Until the extraction site has mucosalized (14-21 days) or until there is adequate osseous healing
What is a consideration for a patient at risk of BRONJ who wears a partial or complete denture?
Examine for areas of mucosal trauma, especially in the lingual flange area
If a patient is at risk of BRONJ and requires a dental procedure, what should be the goal of the procedure, if at all possible?
Avoid procedures that involve direct osseous injury (e.g. do not extract a non-restorable tooth, instead remove the crown and endo treat the remaining roots
What are the 2 potent IV bisphosphonates and what is considered a frequent dosing schedule for those IV bisphosphonates?
- Zolendronic acid
- Pamidronate
4-12 times a year
Are dental implants indicated for a patient taking Zonedronic acid or Pamidronate on a frequent schedule?
No
Though patients taking oral bisphosphonates are at a decreased risk of BRONJ with elective dentoalveolar surgery, what is recommended prior to the surgery?
Inform the patient of the small risk of compromised bone healing.
Use bone turnover markers in conjunction with a drug holiday.

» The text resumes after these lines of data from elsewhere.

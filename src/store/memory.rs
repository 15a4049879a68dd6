use std::collections::BTreeMap;
use std::sync::Arc;

use async_trait::async_trait;
use chrono::Utc;
use dashmap::DashMap;
use uuid::Uuid;

use crate::models::{ChartDataRecord, ChartPoint, PriceFeedRecord, Timeframe, UpsertPriceFeed};
use crate::store::PriceStore;

/// Process-local store. Each `(symbol, timeframe)` partition is swapped in one
/// map insert, so readers never observe a half-replaced partition.
#[derive(Clone, Default)]
pub struct MemoryPriceStore {
    charts: Arc<DashMap<(String, Timeframe), BTreeMap<i64, ChartDataRecord>>>,
    feeds: Arc<DashMap<(String, String), PriceFeedRecord>>,
}

impl MemoryPriceStore {
    pub fn new() -> Self {
        Self::default()
    }
}

#[async_trait]
impl PriceStore for MemoryPriceStore {
    async fn replace_chart_data(
        &self,
        symbol: &str,
        timeframe: Timeframe,
        points: &[ChartPoint],
    ) -> Result<u64, sqlx::Error> {
        let mut rows = BTreeMap::new();
        for point in points {
            rows.entry(point.timestamp)
                .or_insert_with(|| ChartDataRecord::from_point(symbol, timeframe, point));
        }
        let inserted = rows.len() as u64;
        self.charts.insert((symbol.to_string(), timeframe), rows);
        Ok(inserted)
    }

    async fn fetch_chart_data(
        &self,
        symbol: &str,
        timeframe: Timeframe,
    ) -> Result<Vec<ChartDataRecord>, sqlx::Error> {
        Ok(self
            .charts
            .get(&(symbol.to_string(), timeframe))
            .map(|rows| rows.values().cloned().collect())
            .unwrap_or_default())
    }

    async fn fetch_latest_chart_point(
        &self,
        symbol: &str,
        timeframe: Timeframe,
    ) -> Result<Option<ChartDataRecord>, sqlx::Error> {
        Ok(self
            .charts
            .get(&(symbol.to_string(), timeframe))
            .and_then(|rows| rows.values().next_back().cloned()))
    }

    async fn upsert_price_feed(&self, feed: &UpsertPriceFeed) -> Result<PriceFeedRecord, sqlx::Error> {
        let now = Utc::now();
        let mut entry = self
            .feeds
            .entry((feed.base.clone(), feed.target.clone()))
            .or_insert_with(|| PriceFeedRecord {
                id: Uuid::new_v4(),
                base: feed.base.clone(),
                target: feed.target.clone(),
                rate: feed.rate,
                amount: UpsertPriceFeed::AMOUNT,
                date: feed.date,
                created_at: now,
                updated_at: now,
            });

        let record = entry.value_mut();
        record.rate = feed.rate;
        record.amount = UpsertPriceFeed::AMOUNT;
        record.date = feed.date;
        record.updated_at = now;
        Ok(record.clone())
    }

    async fn fetch_price_feed(
        &self,
        base: &str,
        target: &str,
    ) -> Result<Option<PriceFeedRecord>, sqlx::Error> {
        Ok(self
            .feeds
            .get(&(base.to_string(), target.to_string()))
            .map(|r| r.value().clone()))
    }
}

The above stuff requires further study.
What duration of treatment with oral bisphosphonates places those patient at an inreasked risk for BRONJ?
If treated with oral bisphosphonates greater than 3 yars
Does evidence shoe a difference in risk between those patients taking oral bisphosphonates monthly versus those does weekly?
No
What is the modification of dental surgery if the individual who has taken an oral bisphosphonate for less than 3 years and has no clinical risk factors?
No alteration or delay is necessary
What is suggested if a patient taking an oral bisphosphonate for less than 3 years is to get a dental implant?
Get informed consent that the implant may fail or osteonecrosis may occur if oral bisphosphonate therapy is continued
What is the modification of dental surgery if the individual has taken oral bisphosphonates for less than 3 years but has also taken corticosteroids concomitantly?
- Require drug holiday by prescribing MD for 3 months prior to surgery
- Do not restart oral bisphosphonates until osseous healing occurs
What are the treatment objectives for a patient with an established diagnosis of BRONJ?
- Eliminate pain
- Control infection of the soft and hard tissue
- Minimize progression or occurrence of bone necrosis
Why do patients with established BRONJ have less predictable response to surgical therapy?
Difficult to get surgical margin of bleeding bone because entire jaw has been exposed to bisphosphonate
Due to poor response to surgical therapy in BRONJ patients, surgical therapy is reserved for those BRONJ patient meeting what criteria?
In stage 3 of the disease or if the patient has well-defined sequestrum
Is it alright to remove a symptomatic tooth within already exposed, necrotic bone?
Yes. It will not exacerbate the established necrotic process.
What stage is a patient with no clinical evidence of necrotic bone, but present with non-specific symptoms or clinical radiographic findings such as odontalgia with no odontogenic cause, dull aching bone in body of the mandible possibly radiating to TMJ, sinus pain and possible thickening of maxillary sinus wall, and altered neurosensory function?
Stage 0
A patient with exposed and necrotic bone who is asymptomatic and having no evidence of infection is what stage of BRONJ?
Stage 1
A patient with exposed and necrotic bone with pain, infection, and one or more of the following is what stage of BRONJ?
- Exposed necrotic bone extending beyond the region of alveolar bone
- Pathologic fracture
- Extra-oral fistula
- Oral antra/oral nasal communication
- Osteolysis extending to inferior border of the mandible or floor of the sinus
Stage 3
Symptomatic treatment and control of local factors such as periodontal disease and caries, along with the management of chronic pain and control of infection with antibiotics is the treatment protocol for what stage BRONJ?